Your assignment
Please restate exactly what appears in the records below from the first line to the line where "pub mod transaction;" is, that line included.

· · ·

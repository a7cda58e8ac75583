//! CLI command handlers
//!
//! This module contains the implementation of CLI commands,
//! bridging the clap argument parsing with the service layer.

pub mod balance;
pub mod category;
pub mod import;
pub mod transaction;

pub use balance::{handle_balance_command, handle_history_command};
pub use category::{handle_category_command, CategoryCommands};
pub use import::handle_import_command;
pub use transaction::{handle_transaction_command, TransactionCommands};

· · ·

Solution below
repository a7cda58e8ac75583
//! CLI command handlers
//!
//! This module contains the implementation of CLI commands,
//! bridging the clap argument parsing with the service layer.

pub mod balance;
pub mod category;
pub mod import;
pub mod transaction;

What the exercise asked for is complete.